Auch wenn es in einigen untersuchten Bereichen, etwa an der Häberlenstraße oder der Kriegsstraße, "wenig Munition für Tempo 30" gebe, sei eine durchgängige Geschwindigkeitsbegrenzung sinnvoll für ein einheitliches Fahrverhalten durch Calmbach.

Was sagen die Fraktionen?

Uwe Göbel (CDU) sagte, man habe diese Ergebnisse in der Fraktion intensiv diskutiert und sei sich einig, dass eine einheitliche Geschwindigkeit in der ganzen Ortschaft "eine Mordserleichterung" wäre. Allerdings regte er an, Tempo 40 statt 30 zu wählen. Da vermutet er eine größere Akzeptanz bei den Autofahrern, auch angesichts der Länge der Ortschaft.

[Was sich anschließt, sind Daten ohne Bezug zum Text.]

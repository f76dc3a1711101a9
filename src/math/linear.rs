//! Small dense linear solves.
//!
//! The partial autocorrelation needs one Yule-Walker system per lag:
//!
//! ```text
//! R_k φ = r_k,   R_k[i][j] = ρ(|i - j|),   r_k[i] = ρ(i + 1)
//! ```
//!
//! `k` never exceeds a few dozen, so we solve each system directly with SVD,
//! which also copes with the near-singular matrices produced by series that are
//! almost constant.

use nalgebra::{DMatrix, DVector};

/// Solve `x · β = y` in the least-squares sense using SVD.
///
/// Returns `None` if the system is too ill-conditioned to solve robustly.
pub fn solve_least_squares(x: &DMatrix<f64>, y: &DVector<f64>) -> Option<DVector<f64>> {
    let svd = x.clone().svd(true, true);

    // Try progressively looser tolerances if strict solve fails.
    for &tol in &[1e-12, 1e-10, 1e-8] {
        if let Ok(beta) = svd.solve(y, tol) {
            if beta.iter().all(|v| v.is_finite()) {
                return Some(beta);
            }
        }
    }

    None
}

/// Symmetric Toeplitz matrix whose first row is `first_row`.
pub fn toeplitz(first_row: &[f64]) -> DMatrix<f64> {
    let k = first_row.len();
    DMatrix::from_fn(k, k, |i, j| first_row[i.abs_diff(j)])
}

#[cfg(test)]
mod tests {
    use super::*;

    #[test]
    fn least_squares_solves_simple_system() {
        // Fit y = 2 + 3x on x = [0,1,2]
        let x = DMatrix::from_row_slice(3, 2, &[1.0, 0.0, 1.0, 1.0, 1.0, 2.0]);
        let y = DVector::from_row_slice(&[2.0, 5.0, 8.0]);

        let beta = solve_least_squares(&x, &y).unwrap();
        assert!((beta[0] - 2.0).abs() < 1e-10);
        assert!((beta[1] - 3.0).abs() < 1e-10);
    }

    #[test]
    fn toeplitz_is_symmetric_with_unit_diagonal() {
        let m = toeplitz(&[1.0, 0.5, 0.25]);
        assert_eq!(m[(0, 0)], 1.0);
        assert_eq!(m[(2, 2)], 1.0);
        assert_eq!(m[(0, 2)], 0.25);
        assert_eq!(m[(2, 0)], 0.25);
        assert_eq!(m[(1, 2)], 0.5);
    }
}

Diesem Ansinnen hatte Roth bereits im Vorfeld entgegnet, dass eine Reduzierung auf Tempo 40 nur eine Lärmminderung von 1,2 dB(A) bringe. Erst bei einer Reduzierung auf 30 km/h gebe es einen "gewissen Effekt".

Jürgen Schrumpf (SPD) fragte, wer denn ein Lärmschutzfensterprogramm bezahlen würde. "Die Stadt hat kein Geld", fügte er an. Roth erwiderte, dass diese Programme vom Land aufgelegt und hoch bezuschusst würden, man darauf allerdings eventuell sehr lange warten müsse.

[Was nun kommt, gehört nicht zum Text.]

use polars::prelude::PolarsError;
use thiserror::Error;

pub type TableResult<T> = Result<T, TableError>;

/// Errors raised while loading, cleaning, or reshaping tables.
#[derive(Debug, Error)]
pub enum TableError {
    #[error("Missing required column: `{0}`")]
    MissingColumn(String),

    #[error("Failed to parse `{column}` at row {row}: '{value}'")]
    ParseError {
        column: String,
        row: usize,
        value: String,
    },

    #[error("Missing value in `{column}` at row {row}")]
    MissingValue { column: String, row: usize },

    #[error("No rows match item '{item}'")]
    EmptyResult { item: String },

    #[error("Item '{item}' matches {count} rows; identifiers must be unique")]
    DuplicateItem { item: String, count: usize },

    #[error("Column `{column}` has type {found}, expected {expected}")]
    ColumnType {
        column: String,
        expected: &'static str,
        found: String,
    },

    #[error("CSV error in '{path}': {source}")]
    Csv {
        path: String,
        #[source]
        source: PolarsError,
    },

    #[error(transparent)]
    Polars(#[from] PolarsError),

    #[error("I/O error on '{path}': {source}")]
    Io {
        path: String,
        #[source]
        source: std::io::Error,
    },
}

/// Errors raised by the diagnostic plot.
#[derive(Debug, Error)]
pub enum PlotError {
    #[error("Difference order {order} is too high, choose 0-{max}")]
    InvalidDifferenceOrder { order: usize, max: usize },

    #[error("Need at least {needed} observations, got {got}")]
    TooFewObservations { needed: usize, got: usize },

    #[error("Render error: {0}")]
    Render(String),

    #[error("Failed to decode figure '{path}': {source}")]
    Decode {
        path: String,
        #[source]
        source: serde_json::Error,
    },

    #[error(transparent)]
    Polars(#[from] PolarsError),

    #[error("I/O error on '{path}': {source}")]
    Io {
        path: String,
        #[source]
        source: std::io::Error,
    },
}

/// Error surfaced by the `sts` binary, carrying its process exit code.
#[derive(Clone)]
pub struct AppError {
    exit_code: u8,
    message: String,
}

impl AppError {
    pub fn new(exit_code: u8, message: impl Into<String>) -> Self {
        Self {
            exit_code,
            message: message.into(),
        }
    }

    pub fn exit_code(&self) -> u8 {
        self.exit_code
    }
}

impl std::fmt::Display for AppError {
    fn fmt(&self, f: &mut std::fmt::Formatter<'_>) -> std::fmt::Result {
        write!(f, "{}", self.message)
    }
}

impl std::fmt::Debug for AppError {
    fn fmt(&self, f: &mut std::fmt::Formatter<'_>) -> std::fmt::Result {
        f.debug_struct("AppError")
            .field("exit_code", &self.exit_code)
            .field("message", &self.message)
            .finish()
    }
}

impl std::error::Error for AppError {}

impl From<TableError> for AppError {
    fn from(err: TableError) -> Self {
        let exit_code = match err {
            TableError::Csv { .. } | TableError::Io { .. } => 2,
            _ => 3,
        };
        AppError::new(exit_code, err.to_string())
    }
}

impl From<PlotError> for AppError {
    fn from(err: PlotError) -> Self {
        let exit_code = match err {
            PlotError::InvalidDifferenceOrder { .. } | PlotError::Decode { .. } => 2,
            PlotError::TooFewObservations { .. } => 3,
            PlotError::Render(_) | PlotError::Io { .. } | PlotError::Polars(_) => 4,
        };
        AppError::new(exit_code, err.to_string())
    }
}

#[cfg(test)]
mod tests {
    use super::*;

    #[test]
    fn table_errors_map_to_data_exit_code() {
        let err: AppError = TableError::MissingColumn("store_id".to_string()).into();
        assert_eq!(err.exit_code(), 3);
        assert_eq!(err.to_string(), "Missing required column: `store_id`");
    }

    #[test]
    fn difference_order_error_is_a_usage_error() {
        let err: AppError = PlotError::InvalidDifferenceOrder { order: 6, max: 5 }.into();
        assert_eq!(err.exit_code(), 2);
        assert!(err.to_string().contains("0-5"));
    }

    #[test]
    fn undecodable_figure_is_an_input_error() {
        let source = serde_json::from_str::<serde_json::Value>("{ not json").unwrap_err();
        let err: AppError = PlotError::Decode {
            path: "fig.json".to_string(),
            source,
        }
        .into();
        assert_eq!(err.exit_code(), 2);
        assert!(err.to_string().starts_with("Failed to decode figure 'fig.json'"));
    }
}
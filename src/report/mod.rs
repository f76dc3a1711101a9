//! Reporting utilities: item summaries and table overviews.

pub mod format;

pub use format::*;

use chrono::NaiveDate;
use polars::prelude::DataFrame;

use crate::domain::frame::{text_values, to_time_series};
use crate::domain::{schema, TimeSeries, WEEKDAY_NAMES};
use crate::error::TableResult;

/// Descriptive statistics of one item's daily sales.
#[derive(Debug, Clone, PartialEq)]
pub struct SeriesSummary {
    pub item: String,
    pub observations: usize,
    pub first: Option<NaiveDate>,
    pub last: Option<NaiveDate>,
    pub total: f64,
    pub mean: f64,
    /// Fraction of days with zero units sold.
    pub zero_share: f64,
    /// Days carrying at least one calendar event.
    pub event_days: usize,
    /// Mean units by weekday name, Monday first; weekdays absent from the data are skipped.
    pub weekday_means: Vec<(String, f64)>,
}

/// Summarize an assembled item frame (the output of `filter_item`).
///
/// Event days and weekday means are only reported when the calendar columns
/// they need are present.
pub fn summarize_item(frame: &DataFrame, item: &str) -> TableResult<SeriesSummary> {
    let series = to_time_series(frame, item)?;
    let mut summary = summarize_series(&series);

    let mut has_event = vec![false; frame.height()];
    for name in schema::EVENT_COLUMNS {
        let Ok(events) = frame.column(name) else {
            continue;
        };
        let present = events.is_not_null();
        for (flag, day) in has_event.iter_mut().zip(&present) {
            *flag |= day.unwrap_or(false);
        }
    }
    summary.event_days = has_event.into_iter().filter(|&flag| flag).count();

    if frame.column(schema::WEEKDAY).is_ok() {
        let weekdays = text_values(frame, schema::WEEKDAY)?;
        summary.weekday_means = WEEKDAY_NAMES
            .iter()
            .filter_map(|&name| {
                let values: Vec<f64> = weekdays
                    .iter()
                    .zip(&series.values)
                    .filter(|(day, _)| day.as_deref() == Some(name))
                    .map(|(_, &units)| units)
                    .collect();
                (!values.is_empty()).then(|| (name.to_string(), crate::stats::mean(&values)))
            })
            .collect();
    }

    Ok(summary)
}

/// Summary statistics computable from the series alone.
pub fn summarize_series(series: &TimeSeries) -> SeriesSummary {
    let n = series.len();
    let total: f64 = series.values.iter().sum();
    let zeros = series.values.iter().filter(|&&v| v == 0.0).count();

    SeriesSummary {
        item: series.name.clone(),
        observations: n,
        first: series.dates.first().copied(),
        last: series.dates.last().copied(),
        total,
        mean: crate::stats::mean(&series.values),
        zero_share: if n == 0 { 0.0 } else { zeros as f64 / n as f64 },
        event_days: 0,
        weekday_means: Vec::new(),
    }
}

#[cfg(test)]
mod tests {
    use super::*;
    use crate::data::sample::{generate_dataset, SampleConfig};
    use crate::transform::{clean_calendar, clean_sales, filter_item};

    #[test]
    fn summarize_series_basic() {
        let start = NaiveDate::from_ymd_opt(2011, 1, 29).unwrap();
        let series = TimeSeries {
            name: "A".to_string(),
            dates: (0..4).map(|i| start + chrono::Duration::days(i)).collect(),
            values: vec![0.0, 2.0, 0.0, 6.0],
        };
        let s = summarize_series(&series);
        assert_eq!(s.observations, 4);
        assert_eq!(s.total, 8.0);
        assert_eq!(s.mean, 2.0);
        assert_eq!(s.zero_share, 0.5);
        assert_eq!(s.first, Some(start));
        assert_eq!(s.last, NaiveDate::from_ymd_opt(2011, 2, 1));
    }

    #[test]
    fn summarize_item_counts_events_and_weekdays() {
        // 2011-01-29 .. 2011-02-27 covers Valentine's Day.
        let data = generate_dataset(&SampleConfig {
            days: 30,
            items: 2,
            ..SampleConfig::default()
        })
        .unwrap();
        let sales = clean_sales(data.sales).unwrap();
        let calendar = clean_calendar(data.calendar).unwrap();
        let item = "FOODS_1_001_CA_1_validation";

        let frame = filter_item(item, &sales, &calendar).unwrap();
        let s = summarize_item(&frame, item).unwrap();

        assert_eq!(s.observations, 30);
        assert_eq!(s.event_days, 1);
        assert_eq!(s.weekday_means.len(), 7);
        assert_eq!(s.weekday_means[0].0, "Monday");
    }
}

Rita Locher sagte, dass der Plan den Handlungsbedarf zeige und rief die Anwohner dazu auf, sich die Pläne, die in den Rathäusern und online einsehbar sind, anzuschauen und eventuelle Anmerkungen zu machen.

Auffassung der Verwaltung

"Die einzelnen Maßnahmen sind wichtig und erforderlich, um die Beeinträchtigung durch Verkehrslärm für die Bevölkerung [...] deutlich zu minimieren", heißt es in der Sitzungsvorlage. Allerdings lägen die Maßnahmen alle im Zuständigkeitsbereich des Landratsamtes Calw. Die Verwaltung werde sich aber "mit Nachdruck" dafür einsetzen, dass die vorgeschlagenen Maßnahmen auch angeordnet werden.